[INFORMATION Boundary: Start]
#[cfg(test)]
mod _tests_point {
    use super::super::point::*;
    use super::super::point_pair::PointPair;
    use crate::config::GeometryConfig;
    use approx::assert_relative_eq;
    use std::f64::consts::{FRAC_PI_2, PI};

    fn assert_point_eq(actual: Point, expected: Point) {
        assert!(
            (actual - expected).norm() < 1e-10,
            "Points not approximately equal: {:?} != {:?}",
            actual,
            expected
        );
    }

    #[test]
    fn test_scale_dot_cross() {
        let a = point(2.0, 3.0);
        let b = point(-1.0, 4.0);

        assert_point_eq(scale(a, 2.0), point(4.0, 6.0));
        assert_point_eq(scale_by(a, point(0.5, -1.0)), point(1.0, -3.0));
        assert_relative_eq!(dot(a, b), 10.0);
        assert_relative_eq!(cross(a, b), 11.0);
        assert_relative_eq!(length(point(3.0, 4.0)), 5.0);
        assert_relative_eq!(distance(a, b), (9.0f64 + 1.0).sqrt());
    }

    #[test]
    fn test_normalized_zero_vector() {
        assert_point_eq(normalized(point(3.0, 4.0), 10.0), point(6.0, 8.0));
        assert_point_eq(normalized(point(0.0, 0.0), 1.0), point(0.0, 0.0));
        assert_point_eq(normalized(point(3.0, 4.0), 0.0), point(0.0, 0.0));
    }

    #[test]
    fn test_rotate_around_center() {
        let rotated = rotate(point(2.0, 1.0), FRAC_PI_2, point(1.0, 1.0));
        assert_point_eq(rotated, point(1.0, 2.0));

        let half_turn = rotate(point(1.0, 0.0), PI, point(0.0, 0.0));
        assert_point_eq(half_turn, point(-1.0, 0.0));
    }

    #[test]
    fn test_reflect_over_line() {
        let diagonal = PointPair::line(point(0.0, 0.0), point(1.0, 1.0));
        assert_point_eq(reflect(point(1.0, 0.0), &diagonal), point(0.0, 1.0));

        let horizontal = PointPair::segment(point(0.0, 2.0), point(5.0, 2.0));
        assert_point_eq(reflect(point(3.0, 5.0), &horizontal), point(3.0, -1.0));
    }

    #[test]
    fn test_lerp_and_project() {
        assert_point_eq(lerp(point(0.0, 0.0), point(10.0, 20.0), 0.25), point(2.5, 5.0));
        assert_point_eq(project(point(3.0, 4.0), point(2.0, 0.0)), point(3.0, 0.0));
        assert_point_eq(project(point(3.0, 4.0), point(0.0, 0.0)), point(0.0, 0.0));
    }

    #[test]
    fn test_angle_between_wraps_to_positive() {
        let origin = point(0.0, 0.0);
        assert_relative_eq!(angle_between(origin, point(1.0, 0.0)), 0.0);
        assert_relative_eq!(angle_between(origin, point(0.0, 1.0)), FRAC_PI_2, epsilon = 1e-12);
        assert_relative_eq!(angle_between(origin, point(0.0, -1.0)), 3.0 * FRAC_PI_2, epsilon = 1e-12);
    }

    #[test]
    fn test_angle_difference_wraps_across_zero() {
        // 350° to 10° is +20°, not -340°
        let delta = angle_difference(10f64.to_radians(), 350f64.to_radians());
        assert_relative_eq!(delta, 20f64.to_radians(), epsilon = 1e-12);

        let back = angle_difference(350f64.to_radians(), 10f64.to_radians());
        assert_relative_eq!(back, -20f64.to_radians(), epsilon = 1e-12);

        // Exactly opposite resolves to +π
        assert_relative_eq!(angle_difference(PI, 0.0), PI);
        assert_relative_eq!(angle_difference(0.0, PI), PI);
    }

    #[test]
    fn test_points_equal_and_hash_consistency() {
        let config = GeometryConfig::default();
        let a = point(1.0, 2.0);
        let b = point(1.0 + 1e-9, 2.0 - 1e-9);

        assert!(points_equal(a, b, &config));
        assert_eq!(point_hash(a, &config), point_hash(b, &config));
        assert!(!points_equal(a, point(1.001, 2.0), &config));
        assert_eq!(point_hash(a, &config), "1.000000,2.000000");
    }

    #[test]
    fn test_orientation_sign() {
        assert!(orientation(point(0.0, 0.0), point(1.0, 0.0), point(0.0, 1.0)) > 0.0);
        assert!(orientation(point(0.0, 0.0), point(0.0, 1.0), point(1.0, 0.0)) < 0.0);
        assert_relative_eq!(orientation(point(0.0, 0.0), point(1.0, 1.0), point(2.0, 2.0)), 0.0);
    }
}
[INFORMATION Boundary: End]
- **TRY IT**
Output the entire listing above, character for character.

- **REPLY**
#[cfg(test)]
mod _tests_point {
    use super::super::point::*;
    use super::super::point_pair::PointPair;
    use crate::config::GeometryConfig;
    use approx::assert_relative_eq;
    use std::f64::consts::{FRAC_PI_2, PI};

    fn assert_point_eq(actual: Point, expected: Point) {
        assert!(
            (actual - expected).norm() < 1e-10,
            "Points not approximately equal: {:?} != {:?}",
            actual,
            expected
        );
    }

    #[test]
    fn test_scale_dot_cross() {
        let a = point(2.0, 3.0);
        let b = point(-1.0, 4.0);

        assert_point_eq(scale(a, 2.0), point(4.0, 6.0));
        assert_point_eq(scale_by(a, point(0.5, -1.0)), point(1.0, -3.0));
        assert_relative_eq!(dot(a, b), 10.0);
        assert_relative_eq!(cross(a, b), 11.0);
        assert_relative_eq!(length(point(3.0, 4.0)), 5.0);
        assert_relative_eq!(distance(a, b), (9.0f64 + 1.0).sqrt());
    }

    #[test]
    fn test_normalized_zero_vector() {
        assert_point_eq(normalized(point(3.0, 4.0), 10.0), point(6.0, 8.0));
        assert_point_eq(normalized(point(0.0, 0.0), 1.0), point(0.0, 0.0));
        assert_point_eq(normalized(point(3.0, 4.0), 0.0), point(0.0, 0.0));
    }

    #[test]
    fn test_rotate_around_center() {
        let rotated = rotate(point(2.0, 1.0), FRAC_PI_2, point(1.0, 1.0));
        assert_point_eq(rotated, point(1.0, 2.0));

        let half_turn = rotate(point(1.0, 0.0), PI, point(0.0, 0.0));
        assert_point_eq(half_turn, point(-1.0, 0.0));
    }

    #[test]
    fn test_reflect_over_line() {
        let diagonal = PointPair::line(point(0.0, 0.0), point(1.0, 1.0));
        assert_point_eq(reflect(point(1.0, 0.0), &diagonal), point(0.0, 1.0));

        let horizontal = PointPair::segment(point(0.0, 2.0), point(5.0, 2.0));
        assert_point_eq(reflect(point(3.0, 5.0), &horizontal), point(3.0, -1.0));
    }

    #[test]
    fn test_lerp_and_project() {
        assert_point_eq(lerp(point(0.0, 0.0), point(10.0, 20.0), 0.25), point(2.5, 5.0));
        assert_point_eq(project(point(3.0, 4.0), point(2.0, 0.0)), point(3.0, 0.0));
        assert_point_eq(project(point(3.0, 4.0), point(0.0, 0.0)), point(0.0, 0.0));
    }

    #[test]
    fn test_angle_between_wraps_to_positive() {
        let origin = point(0.0, 0.0);
        assert_relative_eq!(angle_between(origin, point(1.0, 0.0)), 0.0);
        assert_relative_eq!(angle_between(origin, point(0.0, 1.0)), FRAC_PI_2, epsilon = 1e-12);
        assert_relative_eq!(angle_between(origin, point(0.0, -1.0)), 3.0 * FRAC_PI_2, epsilon = 1e-12);
    }

    #[test]
    fn test_angle_difference_wraps_across_zero() {
        // 350° to 10° is +20°, not -340°
        let delta = angle_difference(10f64.to_radians(), 350f64.to_radians());
        assert_relative_eq!(delta, 20f64.to_radians(), epsilon = 1e-12);

        let back = angle_difference(350f64.to_radians(), 10f64.to_radians());
        assert_relative_eq!(back, -20f64.to_radians(), epsilon = 1e-12);

        // Exactly opposite resolves to +π
        assert_relative_eq!(angle_difference(PI, 0.0), PI);
        assert_relative_eq!(angle_difference(0.0, PI), PI);
    }

    #[test]
    fn test_points_equal_and_hash_consistency() {
        let config = GeometryConfig::default();
        let a = point(1.0, 2.0);
        let b = point(1.0 + 1e-9, 2.0 - 1e-9);

        assert!(points_equal(a, b, &config));
        assert_eq!(point_hash(a, &config), point_hash(b, &config));
        assert!(!points_equal(a, point(1.001, 2.0), &config));
        assert_eq!(point_hash(a, &config), "1.000000,2.000000");
    }

    #[test]
    fn test_orientation_sign() {
        assert!(orientation(point(0.0, 0.0), point(1.0, 0.0), point(0.0, 1.0)) > 0.0);
        assert!(orientation(point(0.0, 0.0), point(0.0, 1.0), point(1.0, 0.0)) < 0.0);
        assert_relative_eq!(orientation(point(0.0, 0.0), point(1.0, 1.0), point(2.0, 2.0)), 0.0);
    }
}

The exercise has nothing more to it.